That's why there is only one way to God, and that is Jesus Christ, because He alone has done that for us, and He offers it to us as a free gift, because everyone who trusts in his death and his resurrection receives forgiveness of their sins. Trust him. You see, it's not enough just to say Jesus is the way, because Jesus was a great teacher. It's not enough to say that Jesus is the only way, because he was resurrected on the third day. You can't have a resurrection without a what? Without death, without a burial. It's why Paul will say to the Corinthians, this was the most important thing I talked to you about, of first importance, that he died, that He was buried, and that he rose again. And how do we put our trust in Him and in that death, burial and resurrection was through baptism. I mean, that's the essence of what Paul is teaching in Romans chapter six, beginning with verse three, he says, "Do you not know that all of us who have been baptized into Christ Jesus were baptized into his death. We were buried, therefore with him by baptism into death, in order that just as Christ was raised from the dead by the glory of the Father, we too might walk newness of life." That's born again language from John, chapter three. Note verse five, "for if we have been united with Him in a death like his, we shall certainly be united with Him in a resurrection like his. We know," if you got your pen, I haven't done this very much this lesson, I usually do it several times. But if you got your pen, circle that right there at Verse six, "we know, we know that our old self was crucified with Him in order that the body of sin might be brought to nothing, so that we would no longer be enslaved to sin, for one who has died has been set free from sin. Now, if we have died with Christ, we believe that we also live with Him." Verse nine, "we know." Circle that. "We know that Christ, being raised from the dead, will never die again. Death no longer has dominion over him. For the death he died, he died to sin, once for all, but the life He lives, He lives to God. So, you also must consider yourselves dead to sin and alive to God." How? "In Christ, Jesus." Not by your good works, not by the family you were born in, not by the country you belong to, but by the only one who can get you to God, Jesus Christ.

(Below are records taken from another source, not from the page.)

use crate::analysis::{MIN_DATA_POINTS, RiskProfile, compute_beta};
use crate::config::SharedAppConfig;
use crate::data_structures::Period;
use crate::history::SharedHistoryProvider;
use axum::{
    Json,
    extract::{Path, State},
    http::StatusCode,
    response::{IntoResponse, Response},
};
use axum_extra::extract::Query;
use serde::{Deserialize, Serialize};
use tracing::{debug, error, info, instrument, warn};

#[derive(Debug, Deserialize)]
pub struct BetaQuery {
    #[serde(default)]
    pub period: Period,
}

#[derive(Debug, Serialize)]
pub struct BetaResponse {
    pub code: String,
    pub index_code: String,
    pub period: Period,
    pub beta: f64,
    pub correlation: f64,
    pub data_points: usize,
    pub profile: RiskProfile,
    pub profile_label: String,
}

#[derive(Debug, Serialize)]
pub struct ApiErrorBody {
    pub error: String,
}

fn error_response(status: StatusCode, message: &str) -> Response {
    (
        status,
        Json(ApiErrorBody {
            error: message.to_string(),
        }),
    )
        .into_response()
}

#[instrument]
pub async fn health_handler() -> impl IntoResponse {
    (StatusCode::OK, Json(serde_json::json!({ "status": "ok" })))
}

#[instrument(skip(provider, config), fields(code = %code, period = %query.period))]
pub async fn beta_handler(
    State(provider): State<SharedHistoryProvider>,
    State(config): State<SharedAppConfig>,
    Path(code): Path<String>,
    Query(query): Query<BetaQuery>,
) -> Response {
    debug!("Received beta request");

    let index_code = config.market_index_code.clone();

    // The stock and index series are independent fetches; run them together
    let histories = futures::try_join!(
        provider.daily_history(&code, query.period),
        provider.daily_history(&index_code, query.period),
    );

    let (stock, index) = match histories {
        Ok(histories) => histories,
        Err(e) if e.is_not_found() => {
            warn!(error = ?e, "History not found");
            return error_response(
                StatusCode::NOT_FOUND,
                "指定された銘柄の株価データが見つかりません",
            );
        }
        Err(e) => {
            error!(error = ?e, "History fetch failed");
            return error_response(
                StatusCode::INTERNAL_SERVER_ERROR,
                "株価データの取得に失敗しました。しばらくしてから再度お試しください",
            );
        }
    };

    // Fast-fail on each raw series before aligning anything
    if stock.len() < MIN_DATA_POINTS || index.len() < MIN_DATA_POINTS {
        warn!(
            stock_points = stock.len(),
            index_points = index.len(),
            "Insufficient raw history"
        );
        return error_response(
            StatusCode::UNPROCESSABLE_ENTITY,
            "株価データが不足しているため、ベータ値を計算できません（最低20日分の終値が必要です）",
        );
    }

    let result = compute_beta(&stock, &index);

    if result.data_points < MIN_DATA_POINTS {
        warn!(
            aligned_points = result.data_points,
            "Insufficient aligned history"
        );
        return error_response(
            StatusCode::UNPROCESSABLE_ENTITY,
            "株価指数と一致する取引日が不足しているため、ベータ値を計算できません",
        );
    }

    let profile = RiskProfile::from_beta(result.beta);
    info!(
        beta = result.beta,
        correlation = result.correlation,
        data_points = result.data_points,
        profile = ?profile,
        "Computed beta"
    );

    (
        StatusCode::OK,
        Json(BetaResponse {
            code,
            index_code,
            period: query.period,
            beta: result.beta,
            correlation: result.correlation,
            data_points: result.data_points,
            profile,
            profile_label: profile.label_ja().to_string(),
        }),
    )
        .into_response()
}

And when we do that, life with Jesus starts now and it goes into eternity. I would take you to Ephesians chapter two. And Paul's writing here in verses one through 10, he's going to kind of recap some of the things that we kind of read in John we've seen in Romans, we've also picked up in Galatians. But I think this brings it together quite nicely. And you were dead in your trespasses and sins in which you once walked, following the course of this world, following the prince of the power of the air, the spirit that is now at work in the sons of disobedience, among whom we all once lived in the passions of our flesh, carrying out the desires of the body and the mind. And were by nature, children of wrath, like the rest of mankind. "But God," you got your pen? Circle that. "But God, being rich in mercy because of the great love with which He loved us, even when we were dead in our trespasses, he made us alive together with Christ, by grace, you have been saved." Remember, we can't work our way back to the god we're separated ourselves from. It is only by his grace given to us, through Jesus Christ, that we can be on the one way that leads to God. "And He raised us up with Him," verse six, "and he is seated us with him in the heavenly places. In Christ, Jesus so then in the coming ages, he might show the immeasurable riches of His grace and kindness toward us in Christ Jesus. For by grace, you have been saved through faith. This is not your own doing. It's a gift of God, not a result of works, so that no one may boast. For we are His workmanship, created in Christ, Jesus for good works, which he prepared beforehand that we should walk in them." What is our life supposed to look like because we have put our faith and hope and trust in the Jesus, the one and only way to God? It is a life lived in gratitude. Because if we recognize we've been saved by His grace, we'll live our whole lives in thanksgiving of that salvation that was freely given to us.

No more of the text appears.